Collected data entries
--------------------------------------------------
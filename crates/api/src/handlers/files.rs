//! Handlers for the `/files` resource: media upload and download.

use axum::body::Body;
use axum::extract::{Multipart, Path, State};
use axum::http::{header, StatusCode};
use axum::response::{IntoResponse, Response};
use axum::Json;
use counsel_core::media::{
    content_type_for_extension, generate_image_name, reencode_image, too_large, MediaKind,
    CANONICAL_IMAGE_TYPE, VIDEO_FILE_NAME, VIDEO_MEDIA_TYPE,
};
use serde::Serialize;
use tokio_util::io::ReaderStream;

use crate::error::{AppError, AppResult};
use crate::state::AppState;

/// One stored file, as reported back to the uploader.
#[derive(Debug, Serialize)]
pub struct StoredFile {
    pub name: String,
    /// Size on disk after processing.
    pub size: u64,
    #[serde(rename = "type")]
    pub media_type: &'static str,
}

#[derive(Debug, Serialize)]
pub struct UploadResponse {
    pub message: String,
    pub files: Vec<StoredFile>,
}

/// POST /files
///
/// Every multipart part is treated as a file and classified by its declared
/// content type. Parts are processed in order; the first invalid one aborts
/// the request, and parts stored before it stay stored.
pub async fn upload(
    State(state): State<AppState>,
    mut multipart: Multipart,
) -> AppResult<(StatusCode, Json<UploadResponse>)> {
    let mut stored = Vec::new();

    while let Some(mut field) = multipart
        .next_field()
        .await
        .map_err(|e| AppError::BadRequest(e.body_text()))?
    {
        let label = field
            .file_name()
            .or_else(|| field.name())
            .unwrap_or("unnamed")
            .to_string();
        let kind = MediaKind::classify(&label, field.content_type())?;

        let mut data = Vec::new();
        while let Some(chunk) = field
            .chunk()
            .await
            .map_err(|e| AppError::BadRequest(e.body_text()))?
        {
            if (data.len() + chunk.len()) as u64 > kind.max_bytes() {
                return Err(too_large(&label, kind).into());
            }
            data.extend_from_slice(&chunk);
        }

        let file = match kind {
            MediaKind::Image => {
                let jpeg = tokio::task::spawn_blocking(move || reencode_image(&data))
                    .await
                    .map_err(|e| AppError::InternalError(format!("Image task failed: {e}")))??;
                let name = generate_image_name();
                let size = state.blobs.save(&name, &jpeg).await?;
                StoredFile {
                    name,
                    size,
                    media_type: CANONICAL_IMAGE_TYPE,
                }
            }
            MediaKind::Video => {
                let size = state.blobs.replace_video(&data).await?;
                StoredFile {
                    name: VIDEO_FILE_NAME.to_string(),
                    size,
                    media_type: VIDEO_MEDIA_TYPE,
                }
            }
        };
        tracing::info!(original = %label, name = %file.name, size = file.size, "File uploaded");
        stored.push(file);
    }

    if stored.is_empty() {
        return Err(AppError::BadRequest("No files were uploaded".into()));
    }

    let message = format!("{} file(s) uploaded successfully", stored.len());
    Ok((
        StatusCode::CREATED,
        Json(UploadResponse {
            message,
            files: stored,
        }),
    ))
}

/// GET /files/{filename}
///
/// Streams the file from disk with a Content-Type guessed from its
/// extension.
pub async fn serve(
    State(state): State<AppState>,
    Path(filename): Path<String>,
) -> AppResult<Response> {
    let (file, size) = state.blobs.open(&filename).await?;
    let content_type = content_type_for_extension(&filename);

    let body = Body::from_stream(ReaderStream::new(file));
    Ok((
        [
            (header::CONTENT_TYPE, content_type.to_string()),
            (header::CONTENT_LENGTH, size.to_string()),
        ],
        body,
    )
        .into_response())
}
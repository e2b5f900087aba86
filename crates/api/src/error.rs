use axum::http::StatusCode;
use axum::response::{IntoResponse, Response};
use counsel_core::error::CoreError;
use counsel_mail::MailError;
use serde_json::json;

/// Application-level error type for HTTP handlers.
///
/// Wraps [`CoreError`] for domain errors and adds HTTP-specific variants.
/// Implements [`IntoResponse`] to produce consistent JSON error responses.
#[derive(Debug, thiserror::Error)]
pub enum AppError {
    /// A domain-level error from `counsel_core`.
    #[error(transparent)]
    Core(#[from] CoreError),

    /// A database error from sqlx.
    #[error("Database error: {0}")]
    Database(#[from] sqlx::Error),

    /// Contact email could not be delivered.
    #[error("Email delivery failed: {0}")]
    Mail(#[from] MailError),

    /// A bad request with a human-readable message.
    #[error("Bad request: {0}")]
    BadRequest(String),

    /// An internal error with a human-readable message.
    #[error("Internal error: {0}")]
    InternalError(String),
}

/// Convenience type alias for handler return values.
pub type AppResult<T> = Result<T, AppError>;

impl IntoResponse for AppError {
    fn into_response(self) -> Response {
        let (status, code, message) = match &self {
            // --- CoreError variants ---
            AppError::Core(core) => match core {
                CoreError::NotFound { entity, id } => (
                    StatusCode::NOT_FOUND,
                    "NOT_FOUND",
                    format!("{entity} with id {id} not found"),
                ),
                CoreError::FileNotFound(name) => (
                    StatusCode::NOT_FOUND,
                    "FILE_NOT_FOUND",
                    format!("File '{name}' not found"),
                ),
                CoreError::Validation(msg) => {
                    (StatusCode::BAD_REQUEST, "VALIDATION_ERROR", msg.clone())
                }
                CoreError::Internal(msg) => {
                    tracing::error!(error = %msg, "Internal core error");
                    internal()
                }
            },

            // --- Database errors ---
            AppError::Database(err) => classify_sqlx_error(err),

            // --- Mail errors carry their reason to the caller ---
            AppError::Mail(err) => {
                tracing::error!(error = %err, "Contact email failed");
                (
                    StatusCode::INTERNAL_SERVER_ERROR,
                    "EMAIL_DELIVERY_FAILED",
                    format!("Failed to send email: {err}"),
                )
            }

            // --- HTTP-specific errors ---
            AppError::BadRequest(msg) => (StatusCode::BAD_REQUEST, "BAD_REQUEST", msg.clone()),
            AppError::InternalError(msg) => {
                tracing::error!(error = %msg, "Internal error");
                internal()
            }
        };

        let body = json!({
            "error": message,
            "code": code,
        });

        (status, axum::Json(body)).into_response()
    }
}

fn internal() -> (StatusCode, &'static str, String) {
    (
        StatusCode::INTERNAL_SERVER_ERROR,
        "INTERNAL_ERROR",
        "An internal error occurred".to_string(),
    )
}

/// Classify a sqlx error into an HTTP status, error code, and message.
///
/// - `RowNotFound` maps to 404.
/// - Everything else, constraint violations included, maps to 500 with a
///   sanitized message. The underlying error is logged.
fn classify_sqlx_error(err: &sqlx::Error) -> (StatusCode, &'static str, String) {
    match err {
        sqlx::Error::RowNotFound => (
            StatusCode::NOT_FOUND,
            "NOT_FOUND",
            "Resource not found".to_string(),
        ),
        other => {
            tracing::error!(error = %other, "Database error");
            internal()
        }
    }
}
--------------------------------------------------
» WHAT YOU NEED TO DO:
Return every line above that contains the word "match".

» ANSWER FOR THIS EXERCISE:
        let file = match kind {
        let (status, code, message) = match &self {
            AppError::Core(core) => match core {
    match err {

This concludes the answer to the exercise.